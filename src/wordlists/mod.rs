//! Word lists and the game dictionary
//!
//! The answer and guess lists are compiled into the binary by `build.rs`.
//! `Dictionary` pairs the two: answers to draw from, plus a membership set
//! for validating guesses.

pub mod loader;

use crate::core::Word;
use crate::error::{WordleError, WordleResult};
use rand::Rng;
use rustc_hash::FxHashSet;

// Include generated word lists from build script
include!(concat!(env!("OUT_DIR"), "/answers.rs"));
include!(concat!(env!("OUT_DIR"), "/allowed.rs"));

/// Static answer list plus guess membership set
#[derive(Debug, Clone)]
pub struct Dictionary {
    answers: Vec<Word>,
    allowed: FxHashSet<Word>,
}

impl Dictionary {
    /// Build a dictionary; every answer is also accepted as a guess.
    ///
    /// # Errors
    ///
    /// Returns `WordleError::EmptyAnswerList` if `answers` is empty.
    pub fn new(answers: Vec<Word>, allowed: impl IntoIterator<Item = Word>) -> WordleResult<Self> {
        if answers.is_empty() {
            return Err(WordleError::EmptyAnswerList);
        }

        let mut allowed: FxHashSet<Word> = allowed.into_iter().collect();
        allowed.extend(answers.iter().cloned());

        Ok(Self { answers, allowed })
    }

    /// Dictionary backed by the lists compiled into the binary
    ///
    /// # Errors
    ///
    /// Only fails if the embedded answer list is empty.
    pub fn embedded() -> WordleResult<Self> {
        Self::new(
            loader::words_from_slice(ANSWERS),
            loader::words_from_slice(ALLOWED),
        )
    }

    /// Check whether `word` is a valid guess
    #[must_use]
    pub fn contains(&self, word: &Word) -> bool {
        self.allowed.contains(word)
    }

    #[must_use]
    pub fn answers(&self) -> &[Word] {
        &self.answers
    }

    /// Number of accepted guesses
    #[must_use]
    pub fn allowed_count(&self) -> usize {
        self.allowed.len()
    }

    /// Uniformly pick an answer
    pub fn random_answer<R: Rng>(&self, rng: &mut R) -> Word {
        self.answers[rng.random_range(0..self.answers.len())].clone()
    }
}

#[cfg(test)]
mod tests {
    use super::*;
    use rand::SeedableRng;
    use rand::rngs::StdRng;

    fn small() -> Dictionary {
        Dictionary::new(
            loader::words_from_slice(&["crane", "slate"]),
            loader::words_from_slice(&["irate", "tales"]),
        )
        .unwrap()
    }

    #[test]
    fn answers_count_matches_const() {
        assert_eq!(ANSWERS.len(), ANSWERS_COUNT);
        assert!(ANSWERS_COUNT > 0);
    }

    #[test]
    fn allowed_count_matches_const() {
        assert_eq!(ALLOWED.len(), ALLOWED_COUNT);
    }

    #[test]
    fn embedded_words_are_valid() {
        for &word in ANSWERS.iter().chain(ALLOWED) {
            assert_eq!(word.len(), 5, "Word '{word}' is not 5 letters");
            assert!(
                word.chars().all(|c| c.is_ascii_lowercase()),
                "Word '{word}' contains non-lowercase chars"
            );
        }
    }

    #[test]
    fn embedded_answers_are_guessable() {
        let dict = Dictionary::embedded().unwrap();
        assert_eq!(dict.answers().len(), ANSWERS_COUNT);
        for answer in dict.answers() {
            assert!(dict.contains(answer), "{answer} not guessable");
        }
    }

    #[test]
    fn everyday_words_are_guessable() {
        let dict = Dictionary::embedded().unwrap();
        assert!(dict.allowed_count() >= 4000);
        for word in ["adieu", "ghost", "pizza", "jumpy", "waltz", "stomp", "fjord", "nymph", "vivid", "quilt"] {
            assert!(dict.contains(&Word::new(word).unwrap()), "{word} rejected");
        }
    }

    #[test]
    fn answers_merged_into_allowed() {
        let dict = small();
        assert_eq!(dict.allowed_count(), 4);
        assert!(dict.contains(&Word::new("crane").unwrap()));
        assert!(dict.contains(&Word::new("TALES").unwrap()));
        assert!(!dict.contains(&Word::new("zzzzz").unwrap()));
    }

    #[test]
    fn empty_answer_list_rejected() {
        let result = Dictionary::new(Vec::new(), loader::words_from_slice(&["crane"]));
        assert!(matches!(result, Err(WordleError::EmptyAnswerList)));
    }

    #[test]
    fn random_answer_comes_from_answers() {
        let dict = small();
        let mut rng = StdRng::seed_from_u64(7);
        for _ in 0..20 {
            let answer = dict.random_answer(&mut rng);
            assert!(dict.answers().contains(&answer));
        }
    }
}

=== WHAT YOU SHOULD DO ===
Gather each line from the listing above that holds "chars".

=== SOLUTION FOR THIS TASK ===
                word.chars().all(|c| c.is_ascii_lowercase()),
                "Word '{word}' contains non-lowercase chars"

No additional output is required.